Nos últimos anos, por meio do trabalho incansável de Moysés Ramos – amigo e discípulo do Mestre – a história de Chocolate vem sendo resgatada e registrada. E agora, a saga do maior boêmio da puritana Curitiba virou filme.
“Chocolate: O Eterno Cidadão Samba”, dirigido por Nivaldo Lopes e Eduardo Prante é um documentário que destaca a vida e o legado do boêmio 40 anos depois de sua morte. A primeira exibição do filme aconteceu no dia 25 de agosto na Cinemateca de Curitiba.
Nivaldo Lopes começou a pesquisar sobre Chocolate quando fazia filmagens sobre outro sambista curitibano, Maé da Cuíca. O documentário sobre o Mestre Chocô foi produzido com recursos da Lei Municipal de Incentivo à Cultura. “Entre a apresentação, aprovação e produção do projeto foram quatro anos aproximadamente, de 2021 a 2024. As filmagens eram para acontecer ainda no carnaval de 2023, porém, no final do ano de 2022, o Eduardo Prante, empreendedor e codiretor do projeto, teve sérios problemas de saúde e assim tivemos que realizar e finalizar o filme em 2024”, conta Nivaldo.

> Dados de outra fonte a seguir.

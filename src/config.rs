use anyhow::Result;
use dotenvy::dotenv;

fn default_max_file_size() -> usize {
    // 10 MB in bytes
    10 * 1024 * 1024
}

#[derive(Debug, Clone)]
pub struct Config {
    pub max_file_size: usize,
    pub openai_key: String,
    pub embedding_model: String,
    pub embedding_dim: usize,
    pub llm_model: String,
    pub qdrant_url: String,
    pub qdrant_api_key: Option<String>,
}

impl Config {
    pub fn new() -> Result<Self> {
        // Load .env file first
        dotenv().ok();

        let openai_key = std::env::var("OPENAI_API_KEY")
            .map_err(|e| anyhow::anyhow!("Failed to load OPENAI_API_KEY: {}", e))?;

        let max_file_size = std::env::var("MAX_FILE_SIZE")
            .ok()
            .and_then(|v| v.parse().ok())
            .unwrap_or_else(default_max_file_size);

        let embedding_dim = std::env::var("EMBEDDING_DIM")
            .ok()
            .and_then(|v| v.parse().ok())
            .unwrap_or(1536);

        Ok(Config {
            max_file_size,
            openai_key,
            embedding_model: std::env::var("EMBEDDING_MODEL")
                .unwrap_or_else(|_| "text-embedding-3-small".to_string()),
            embedding_dim,
            llm_model: std::env::var("LLM_MODEL").unwrap_or_else(|_| "gpt-4o-mini".to_string()),
            qdrant_url: std::env::var("QDRANT_URL")
                .unwrap_or_else(|_| "http://localhost:6333".to_string()),
            qdrant_api_key: std::env::var("QDRANT_API_KEY").ok().filter(|k| !k.is_empty()),
        })
    }
}
//! Inbound filtering
//!
//! Runs between decode and dispatch. Peers re-broadcast some messages
//! unchanged, so without a dedup stage a broadcast could circulate forever.

use std::collections::HashMap;
use std::sync::{Mutex, PoisonError};
use std::time::{Duration, Instant};
use uuid::Uuid;

use crate::protocol::Envelope;

/// Decides whether a decoded envelope reaches the handlers
pub trait MessageFilter: Send + Sync {
    fn admit(&self, envelope: &Envelope) -> bool;
}

/// Drops envelopes whose message id was seen within the TTL
#[derive(Debug)]
pub struct DedupFilter {
    ttl: Duration,
    seen: Mutex<HashMap<Uuid, Instant>>,
}

impl DedupFilter {
    pub fn new(ttl: Duration) -> Self {
        Self {
            ttl,
            seen: Mutex::new(HashMap::new()),
        }
    }
}

impl MessageFilter for DedupFilter {
    fn admit(&self, envelope: &Envelope) -> bool {
        let now = Instant::now();
        let mut seen = self.seen.lock().unwrap_or_else(PoisonError::into_inner);
        seen.retain(|_, at| now.duration_since(*at) < self.ttl);

        if seen.contains_key(&envelope.id) {
            tracing::trace!("Duplicate message {}", envelope.id);
            return false;
        }
        seen.insert(envelope.id, now);
        true
    }
}

/// Drops our own messages echoed back to us
#[derive(Debug)]
pub struct LoopbackFilter {
    local: Uuid,
}

impl LoopbackFilter {
    pub fn new(local: Uuid) -> Self {
        Self { local }
    }
}

impl MessageFilter for LoopbackFilter {
    fn admit(&self, envelope: &Envelope) -> bool {
        envelope.sender != self.local
    }
}

/// Filters applied in order; the first rejection wins
#[derive(Default)]
pub struct FilterChain {
    filters: Vec<Box<dyn MessageFilter>>,
}

impl FilterChain {
    pub fn new() -> Self {
        Self::default()
    }

    pub fn with(mut self, filter: impl MessageFilter + 'static) -> Self {
        self.filters.push(Box::new(filter));
        self
    }

    pub fn admit(&self, envelope: &Envelope) -> bool {
        self.filters.iter().all(|f| f.admit(envelope))
    }
}

/// Limits how often the same key may trigger an outbound request
#[derive(Debug)]
pub struct RequestThrottle {
    window: Duration,
    last: Mutex<HashMap<Uuid, Instant>>,
}

impl RequestThrottle {
    pub fn new(window: Duration) -> Self {
        Self {
            window,
            last: Mutex::new(HashMap::new()),
        }
    }

    /// True if no request for `key` went out within the window
    pub fn allow(&self, key: Uuid) -> bool {
        let now = Instant::now();
        let mut last = self.last.lock().unwrap_or_else(PoisonError::into_inner);
        last.retain(|_, at| now.duration_since(*at) < self.window);

        if last.contains_key(&key) {
            return false;
        }
        last.insert(key, now);
        true
    }
}
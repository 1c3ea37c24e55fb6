//! Command registry
//!
//! Maps wire command codes to message kinds. Built once at startup and
//! handed to the codec.

use std::collections::HashMap;

use super::message::MessageKind;

/// Immutable command code table
#[derive(Debug, Clone)]
pub struct CommandRegistry {
    table: HashMap<i32, MessageKind>,
}

impl CommandRegistry {
    /// The standard table
    pub fn new() -> Self {
        let kinds = [
            MessageKind::Discovery,
            MessageKind::Broadcast,
            MessageKind::Direct,
            MessageKind::Update,
            MessageKind::Delete,
            MessageKind::Get,
            MessageKind::Value,
            MessageKind::Set,
            MessageKind::BeginTx,
            MessageKind::Commit,
            MessageKind::Committed,
            MessageKind::Ack,
            MessageKind::GetHistory,
            MessageKind::History,
            MessageKind::Inventory,
        ];

        let mut table: HashMap<i32, MessageKind> =
            kinds.iter().map(|kind| (kind.code(), *kind)).collect();

        // FIXME: code 6 decodes as Update alongside 4. Kept for wire
        // compatibility with older peers; nothing ever sends it.
        table.insert(LEGACY_UPDATE_CODE, MessageKind::Update);

        Self { table }
    }

    pub fn lookup(&self, code: i32) -> Option<MessageKind> {
        self.table.get(&code).copied()
    }

    pub fn len(&self) -> usize {
        self.table.len()
    }
}

impl Default for CommandRegistry {
    fn default() -> Self {
        Self::new()
    }
}

/// Second code that also selects Update
pub const LEGACY_UPDATE_CODE: i32 = 6;

#[cfg(test)]
mod tests {
    use super::*;

    #[test]
    fn test_registered_codes() {
        let registry = CommandRegistry::new();
        assert_eq!(registry.len(), 16);
        assert_eq!(registry.lookup(0), Some(MessageKind::Discovery));
        assert_eq!(registry.lookup(4), Some(MessageKind::Update));
        assert_eq!(registry.lookup(6), Some(MessageKind::Update));
        assert_eq!(registry.lookup(17), Some(MessageKind::Inventory));
    }

    #[test]
    fn test_reserved_codes_unmapped() {
        let registry = CommandRegistry::new();
        assert_eq!(registry.lookup(1), None);
        assert_eq!(registry.lookup(11), None);
        assert_eq!(registry.lookup(18), None);
        assert_eq!(registry.lookup(-1), None);
    }

    #[test]
    fn test_codes_map_back_to_kind() {
        let registry = CommandRegistry::new();
        for code in [0, 2, 3, 4, 5, 7, 8, 9, 10, 12, 13, 14, 15, 16, 17] {
            let kind = registry.lookup(code).unwrap();
            assert_eq!(kind.code(), code);
        }
    }
}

A história do Mestre Chocolate é apoteótica. Ele foi integrante por muitos anos da Escola de Samba Colorado e em 1971, depois de sair da escola, criou o Bloco Carnavalesco Ideais do Ritmo. Nele desfilavam, além dos bambas, a família Chocolate, sua esposa, filhos e até sua mãe. As fantasias, alegorias e adereços eram improvisados. A bateria, porém, se não era a maior, era a melhor.
Moysés Ramos, sambista, artesão e morador do Capão da Imbuia, viveu sob a companhia do Mestre Chocolate por muito anos. Ele conta que as iniciativas para resgatar e registrar a história do “Velho” começaram há algum tempo. “Quando tiramos o Bloco Ideais do Ritmo da rua, em 1986, dois anos depois da morte do Velho, houve uma debandada. Os integrantes se dispersaram e a história ficou parada por anos”, diz.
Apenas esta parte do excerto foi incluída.